In the data that follows, give the number of lines containing the word "RunCoordinator". Offer no additional comment.
*** Data to use Section Begins ***
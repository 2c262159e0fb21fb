//! Blocking iterator over the change sets of one subscription.

use crate::change_set::ChangeSet;
use crate::subscription::Subscription;
use std::sync::mpsc::{Receiver, RecvTimeoutError, TryRecvError};
use std::time::Duration;

/// Yields `Initial` followed by every update, in delivery order.
///
/// The sequence ends after a terminal `Error`, or once the producing side is
/// gone. Dropping the iterator unsubscribes.
pub struct Changes<T> {
    receiver: Receiver<ChangeSet<T>>,
    subscription: Subscription,
    finished: bool,
}

impl<T> Changes<T> {
    pub fn new(receiver: Receiver<ChangeSet<T>>, subscription: Subscription) -> Self {
        Self {
            receiver,
            subscription,
            finished: false,
        }
    }

    fn observe(&mut self, item: ChangeSet<T>) -> ChangeSet<T> {
        if item.is_error() {
            self.finished = true;
        }
        item
    }

    /// Waits up to `timeout` for the next change set.
    pub fn recv_timeout(&mut self, timeout: Duration) -> Result<ChangeSet<T>, RecvTimeoutError> {
        if self.finished {
            return Err(RecvTimeoutError::Disconnected);
        }
        let item = self.receiver.recv_timeout(timeout)?;
        Ok(self.observe(item))
    }

    /// Returns a change set if one is already waiting.
    pub fn try_next(&mut self) -> Option<ChangeSet<T>> {
        if self.finished {
            return None;
        }
        match self.receiver.try_recv() {
            Ok(item) => Some(self.observe(item)),
            Err(TryRecvError::Empty) => None,
            Err(TryRecvError::Disconnected) => {
                self.finished = true;
                None
            }
        }
    }

    /// The subscription feeding this iterator.
    pub fn subscription(&self) -> &Subscription {
        &self.subscription
    }
}

impl<T> Iterator for Changes<T> {
    type Item = ChangeSet<T>;

    fn next(&mut self) -> Option<ChangeSet<T>> {
        if self.finished {
            return None;
        }
        match self.receiver.recv() {
            Ok(item) => Some(self.observe(item)),
            Err(_) => {
                self.finished = true;
                None
            }
        }
    }
}
use std::iter::FusedIterator;

use super::node::{Direction, NodeId};
use super::RBTree;


/// An in-order iterator over the entries of an [`RBTree`].
///
/// Uses an explicit stack, so deep trees can't blow the call stack.
pub struct Iter<'a, K, V> {
    tree: &'a RBTree<K, V>,
    stack: Vec<NodeId>,
    remaining: usize,
}

impl<'a, K, V> Iter<'a, K, V> {
    fn new(tree: &'a RBTree<K, V>) -> Self {
        let mut iter = Self { tree, stack: Vec::new(), remaining: tree.len() };
        iter.push_left_spine(tree.root);
        iter
    }

    fn push_left_spine(&mut self, mut cur: Option<NodeId>) {
        while let Some(id) = cur {
            self.stack.push(id);
            cur = self.tree.node(id)[Direction::Left];
        }
    }
}

impl<'a, K, V> Iterator for Iter<'a, K, V> {
    type Item = (&'a K, &'a V);

    fn next(&mut self) -> Option<Self::Item> {
        let id = self.stack.pop()?;
        let node = self.tree.node(id);
        self.push_left_spine(node[Direction::Right]);
        self.remaining -= 1;
        Some((&node.key, &node.value))
    }

    fn size_hint(&self) -> (usize, Option<usize>) {
        (self.remaining, Some(self.remaining))
    }
}

impl<K, V> ExactSizeIterator for Iter<'_, K, V> {
    fn len(&self) -> usize {
        self.remaining
    }
}

impl<K, V> FusedIterator for Iter<'_, K, V> {}

impl<K, V> Clone for Iter<'_, K, V> {
    fn clone(&self) -> Self {
        Self { tree: self.tree, stack: self.stack.clone(), remaining: self.remaining }
    }
}


impl<K, V> RBTree<K, V> {
    /// Iterates over the entries in increasing key order.
    pub fn iter(&self) -> Iter<'_, K, V> {
        Iter::new(self)
    }

    /// Calls `visit` on every entry, in increasing key order.
    pub fn in_order<F: FnMut(&K, &V)>(&self, mut visit: F) {
        for (k, v) in self.iter() {
            visit(k, v);
        }
    }
}

impl<'a, K, V> IntoIterator for &'a RBTree<K, V> {
    type Item = (&'a K, &'a V);
    type IntoIter = Iter<'a, K, V>;

    fn into_iter(self) -> Self::IntoIter {
        self.iter()
    }
}
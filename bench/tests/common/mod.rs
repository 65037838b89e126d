use async_trait::async_trait;
use hammer::configs::run::RunConfig;
use hammer::error::{HammerError, OperationError};
use hammer::invoker::{Session, SessionFactory, Table, Transaction};
use hammer::output::time_series_log::TimeSeriesLog;
use hammer::runner::{RunCoordinator, RunOutcome};
use std::io;
use std::pin::Pin;
use std::sync::atomic::{AtomicU64, Ordering};
use std::sync::Arc;
use std::task::{Context, Poll};
use std::time::Duration;
use tokio::io::AsyncWrite;
use tokio::time::sleep;

pub const INSERT_OPERATION: &str = "insert_order";
pub const SELECT_OPERATION: &str = "select_orders";
pub const CALL_LATENCY: Duration = Duration::from_millis(2);

/// How a [`ScriptedStore`] answers calls.
#[derive(Debug, Clone, PartialEq)]
pub enum Script {
    Succeed,
    AlwaysTimeout,
    /// Every call of the named operation fails.
    FailOperation(&'static str),
    /// Every call made through the n-th opened session (1-based) fails.
    FailSession(u64),
}

#[derive(Debug, Default)]
struct Counters {
    sessions: AtomicU64,
    calls: AtomicU64,
    recompiles: AtomicU64,
    transactions: AtomicU64,
    commits: AtomicU64,
    rollbacks: AtomicU64,
}

#[derive(Debug, Clone)]
pub struct ScriptedStore {
    script: Script,
    counters: Arc<Counters>,
}

impl ScriptedStore {
    pub fn new(script: Script) -> Self {
        Self {
            script,
            counters: Arc::new(Counters::default()),
        }
    }

    pub fn sessions(&self) -> u64 {
        self.counters.sessions.load(Ordering::Acquire)
    }

    pub fn recompiles(&self) -> u64 {
        self.counters.recompiles.load(Ordering::Acquire)
    }

    pub fn commits(&self) -> u64 {
        self.counters.commits.load(Ordering::Acquire)
    }

    pub fn rollbacks(&self) -> u64 {
        self.counters.rollbacks.load(Ordering::Acquire)
    }
}

#[async_trait]
impl SessionFactory for ScriptedStore {
    async fn create_session(&self) -> Result<Box<dyn Session>, HammerError> {
        let index = self.counters.sessions.fetch_add(1, Ordering::AcqRel) + 1;
        Ok(Box::new(ScriptedSession {
            index,
            store: self.clone(),
        }))
    }

    fn describe(&self) -> String {
        format!("scripted store ({:?})", self.script)
    }
}

struct ScriptedSession {
    index: u64,
    store: ScriptedStore,
}

#[async_trait]
impl Session for ScriptedSession {
    async fn invoke(
        &mut self,
        operation: &str,
        timeout: Duration,
        _transaction: Option<&Transaction>,
    ) -> Result<(), OperationError> {
        self.store.counters.calls.fetch_add(1, Ordering::AcqRel);
        match &self.store.script {
            Script::AlwaysTimeout => {
                sleep(timeout).await;
                return Err(OperationError::Timeout);
            }
            Script::FailOperation(failing) if *failing == operation => {
                return Err(OperationError::Other(format!("{operation} rejected")));
            }
            Script::FailSession(index) if *index == self.index => {
                return Err(OperationError::Other(format!(
                    "session {index} lost its connection"
                )));
            }
            _ => {}
        }
        sleep(CALL_LATENCY).await;
        Ok(())
    }

    async fn begin_transaction(&mut self) -> Result<Transaction, OperationError> {
        let id = self.store.counters.transactions.fetch_add(1, Ordering::AcqRel) + 1;
        Ok(Transaction::new(id))
    }

    async fn commit(&mut self, _transaction: Transaction) -> Result<(), OperationError> {
        self.store.counters.commits.fetch_add(1, Ordering::AcqRel);
        Ok(())
    }

    async fn rollback(&mut self, _transaction: Transaction) -> Result<(), OperationError> {
        self.store.counters.rollbacks.fetch_add(1, Ordering::AcqRel);
        Ok(())
    }

    async fn force_recompile(&mut self, _operation: &str) -> Result<(), OperationError> {
        self.store.counters.recompiles.fetch_add(1, Ordering::AcqRel);
        Ok(())
    }

    async fn fetch_table(
        &mut self,
        operation: &str,
        _timeout: Duration,
    ) -> Result<Table, OperationError> {
        Ok(Table {
            columns: vec!["operation".to_owned(), "calls".to_owned()],
            rows: vec![vec![
                operation.to_owned(),
                self.store.counters.calls.load(Ordering::Acquire).to_string(),
            ]],
        })
    }
}

pub fn run_config(inserts: u64, insert_threads: u32, batch: u32, select_threads: u32) -> RunConfig {
    RunConfig {
        run_name: Some("integration".to_owned()),
        inserts,
        insert_threads,
        insert_batch_size: batch,
        select_threads,
        insert_operation: INSERT_OPERATION.to_owned(),
        select_operation: SELECT_OPERATION.to_owned(),
        query_timeout_secs: 1,
        ..RunConfig::default()
    }
}

pub fn coordinator(config: RunConfig, factory: Arc<dyn SessionFactory>) -> RunCoordinator {
    RunCoordinator::new(config, factory)
        .with_warmup_jitter(Duration::ZERO)
        .with_sampling(Duration::from_millis(100), Duration::from_secs(10))
}

pub async fn run_in_memory(coordinator: &RunCoordinator) -> RunOutcome<Vec<u8>> {
    coordinator
        .run(TimeSeriesLog::new(Vec::new()))
        .await
        .expect("run should produce a report")
}

/// Log sink that panics on the first sample row it receives, then keeps
/// accepting writes.
#[derive(Debug, Default)]
pub struct FailingRowWriter {
    pub written: Vec<u8>,
    tripped: bool,
}

impl AsyncWrite for FailingRowWriter {
    fn poll_write(
        mut self: Pin<&mut Self>,
        _cx: &mut Context<'_>,
        buf: &[u8],
    ) -> Poll<io::Result<usize>> {
        if !self.tripped && buf.first().is_some_and(u8::is_ascii_digit) {
            self.tripped = true;
            panic!("disk detached while writing a sample row");
        }
        self.written.extend_from_slice(buf);
        Poll::Ready(Ok(buf.len()))
    }

    fn poll_flush(self: Pin<&mut Self>, _cx: &mut Context<'_>) -> Poll<io::Result<()>> {
        Poll::Ready(Ok(()))
    }

    fn poll_shutdown(self: Pin<&mut Self>, _cx: &mut Context<'_>) -> Poll<io::Result<()>> {
        Poll::Ready(Ok(()))
    }
}
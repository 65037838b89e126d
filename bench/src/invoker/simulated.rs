use super::{Session, SessionFactory, Table, Transaction};
use crate::error::{HammerError, OperationError};
use async_trait::async_trait;
use rand::Rng;
use std::collections::BTreeMap;
use std::sync::atomic::{AtomicU64, Ordering};
use std::sync::{Arc, Mutex, PoisonError};
use std::time::Duration;
use tokio::time::sleep;

/// Behaviour of the in-process store.
#[derive(Debug, Clone, PartialEq)]
pub struct SimulatedStoreConfig {
    pub min_latency: Duration,
    pub max_latency: Duration,
    /// Share of calls that stall until the caller's timeout expires.
    pub timeout_ratio: f64,
    /// Share of calls that fail outright.
    pub failure_ratio: f64,
}

impl Default for SimulatedStoreConfig {
    fn default() -> Self {
        Self {
            min_latency: Duration::from_millis(1),
            max_latency: Duration::from_millis(5),
            timeout_ratio: 0.0,
            failure_ratio: 0.0,
        }
    }
}

#[derive(Debug, Default, Clone, Copy)]
struct OperationStats {
    calls: u64,
    timeouts: u64,
    failures: u64,
}

#[derive(Debug, Default)]
struct StoreState {
    operations: Mutex<BTreeMap<String, OperationStats>>,
    next_transaction_id: AtomicU64,
    commits: AtomicU64,
    rollbacks: AtomicU64,
    recompiles: AtomicU64,
    sessions: AtomicU64,
}

enum Fate {
    Complete(Duration),
    Stall,
    Fail,
}

/// Store living inside the process, useful for dry runs of a settings file
/// and for exercising the harness without a real backend.
#[derive(Debug, Clone, Default)]
pub struct SimulatedStore {
    config: SimulatedStoreConfig,
    state: Arc<StoreState>,
}

impl SimulatedStore {
    pub fn new(config: SimulatedStoreConfig) -> Self {
        Self {
            config,
            state: Arc::new(StoreState::default()),
        }
    }

    pub fn calls(&self, operation: &str) -> u64 {
        self.stats(operation).calls
    }

    pub fn commits(&self) -> u64 {
        self.state.commits.load(Ordering::Acquire)
    }

    pub fn rollbacks(&self) -> u64 {
        self.state.rollbacks.load(Ordering::Acquire)
    }

    pub fn recompiles(&self) -> u64 {
        self.state.recompiles.load(Ordering::Acquire)
    }

    pub fn sessions(&self) -> u64 {
        self.state.sessions.load(Ordering::Acquire)
    }

    fn stats(&self, operation: &str) -> OperationStats {
        self.operations()
            .get(operation)
            .copied()
            .unwrap_or_default()
    }

    fn operations(&self) -> std::sync::MutexGuard<'_, BTreeMap<String, OperationStats>> {
        self.state
            .operations
            .lock()
            .unwrap_or_else(PoisonError::into_inner)
    }

    fn update_stats(&self, operation: &str, update: impl FnOnce(&mut OperationStats)) {
        let mut operations = self.operations();
        update(operations.entry(operation.to_owned()).or_default());
    }

    // The thread-local generator is not `Send`, so it never lives across an await.
    fn draw_fate(&self) -> Fate {
        let mut rng = rand::thread_rng();
        let roll: f64 = rng.gen();
        if roll < self.config.failure_ratio {
            return Fate::Fail;
        }
        if roll < self.config.failure_ratio + self.config.timeout_ratio {
            return Fate::Stall;
        }
        let latency = if self.config.max_latency > self.config.min_latency {
            rng.gen_range(self.config.min_latency..=self.config.max_latency)
        } else {
            self.config.min_latency
        };
        Fate::Complete(latency)
    }

    async fn execute(&self, operation: &str, timeout: Duration) -> Result<(), OperationError> {
        self.update_stats(operation, |stats| stats.calls += 1);
        let outcome = match self.draw_fate() {
            Fate::Fail => Err(OperationError::Other(format!(
                "Simulated failure of operation '{operation}'"
            ))),
            Fate::Stall => {
                sleep(timeout).await;
                Err(OperationError::Timeout)
            }
            Fate::Complete(latency) => tokio::time::timeout(timeout, sleep(latency))
                .await
                .map_err(|_| OperationError::Timeout),
        };
        match &outcome {
            Err(OperationError::Timeout) => self.update_stats(operation, |stats| stats.timeouts += 1),
            Err(OperationError::Other(_)) => {
                self.update_stats(operation, |stats| stats.failures += 1)
            }
            Ok(()) => {}
        }
        outcome
    }
}

#[async_trait]
impl SessionFactory for SimulatedStore {
    async fn create_session(&self) -> Result<Box<dyn Session>, HammerError> {
        self.state.sessions.fetch_add(1, Ordering::AcqRel);
        Ok(Box::new(SimulatedSession {
            store: self.clone(),
        }))
    }

    fn describe(&self) -> String {
        format!(
            "simulated store (latency {:?}..{:?}, timeout ratio {}, failure ratio {})",
            self.config.min_latency,
            self.config.max_latency,
            self.config.timeout_ratio,
            self.config.failure_ratio
        )
    }
}

pub struct SimulatedSession {
    store: SimulatedStore,
}

#[async_trait]
impl Session for SimulatedSession {
    async fn invoke(
        &mut self,
        operation: &str,
        timeout: Duration,
        _transaction: Option<&Transaction>,
    ) -> Result<(), OperationError> {
        self.store.execute(operation, timeout).await
    }

    async fn begin_transaction(&mut self) -> Result<Transaction, OperationError> {
        let id = self
            .store
            .state
            .next_transaction_id
            .fetch_add(1, Ordering::AcqRel);
        Ok(Transaction::new(id + 1))
    }

    async fn commit(&mut self, _transaction: Transaction) -> Result<(), OperationError> {
        self.store.state.commits.fetch_add(1, Ordering::AcqRel);
        Ok(())
    }

    async fn rollback(&mut self, _transaction: Transaction) -> Result<(), OperationError> {
        self.store.state.rollbacks.fetch_add(1, Ordering::AcqRel);
        Ok(())
    }

    async fn force_recompile(&mut self, _operation: &str) -> Result<(), OperationError> {
        self.store.state.recompiles.fetch_add(1, Ordering::AcqRel);
        Ok(())
    }

    async fn fetch_table(
        &mut self,
        _operation: &str,
        _timeout: Duration,
    ) -> Result<Table, OperationError> {
        let mut rows: Vec<Vec<String>> = self
            .store
            .operations()
            .iter()
            .map(|(name, stats)| {
                vec![
                    name.clone(),
                    stats.calls.to_string(),
                    stats.timeouts.to_string(),
                    stats.failures.to_string(),
                ]
            })
            .collect();
        rows.push(vec![
            "<transactions>".to_owned(),
            self.store.commits().to_string(),
            "0".to_owned(),
            self.store.rollbacks().to_string(),
        ]);
        Ok(Table {
            columns: vec![
                "operation".to_owned(),
                "calls".to_owned(),
                "timeouts".to_owned(),
                "failures".to_owned(),
            ],
            rows,
        })
    }
}

#[cfg(test)]
mod tests {
    use super::*;

    fn instant_store(timeout_ratio: f64, failure_ratio: f64) -> SimulatedStore {
        SimulatedStore::new(SimulatedStoreConfig {
            min_latency: Duration::ZERO,
            max_latency: Duration::ZERO,
            timeout_ratio,
            failure_ratio,
        })
    }

    #[tokio::test]
    async fn healthy_store_should_complete_every_call() {
        let store = instant_store(0.0, 0.0);
        let mut session = store.create_session().await.unwrap();

        for _ in 0..5 {
            session
                .invoke("insert", Duration::from_secs(1), None)
                .await
                .unwrap();
        }

        assert_eq!(store.calls("insert"), 5);
        assert_eq!(store.sessions(), 1);
    }

    #[tokio::test(start_paused = true)]
    async fn stalled_call_should_time_out_after_the_given_timeout() {
        let store = instant_store(1.0, 0.0);
        let mut session = store.create_session().await.unwrap();
        let started = tokio::time::Instant::now();

        let result = session.invoke("insert", Duration::from_secs(3), None).await;

        assert_eq!(result, Err(OperationError::Timeout));
        assert_eq!(started.elapsed(), Duration::from_secs(3));
    }

    #[tokio::test]
    async fn failing_store_should_report_other_error() {
        let store = instant_store(0.0, 1.0);
        let mut session = store.create_session().await.unwrap();

        let result = session.invoke("select", Duration::from_secs(1), None).await;

        assert!(matches!(result, Err(OperationError::Other(_))));
    }

    #[tokio::test]
    async fn transactions_and_recompiles_should_show_in_diagnostics() {
        let store = instant_store(0.0, 0.0);
        let mut session = store.create_session().await.unwrap();

        let first = session.begin_transaction().await.unwrap();
        let second = session.begin_transaction().await.unwrap();
        assert_ne!(first, second);
        session.commit(first).await.unwrap();
        session.rollback(second).await.unwrap();
        session.force_recompile("insert").await.unwrap();
        session
            .invoke("insert", Duration::from_secs(1), None)
            .await
            .unwrap();

        let table = session
            .fetch_table("diagnostics", Duration::from_secs(1))
            .await
            .unwrap();

        assert_eq!(store.commits(), 1);
        assert_eq!(store.rollbacks(), 1);
        assert_eq!(store.recompiles(), 1);
        assert_eq!(table.rows[0], vec!["insert", "1", "0", "0"]);
        assert_eq!(table.rows[1], vec!["<transactions>", "1", "0", "1"]);
    }
}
*** Data to use Section Ends ***
▶ [Solution for this problem] 4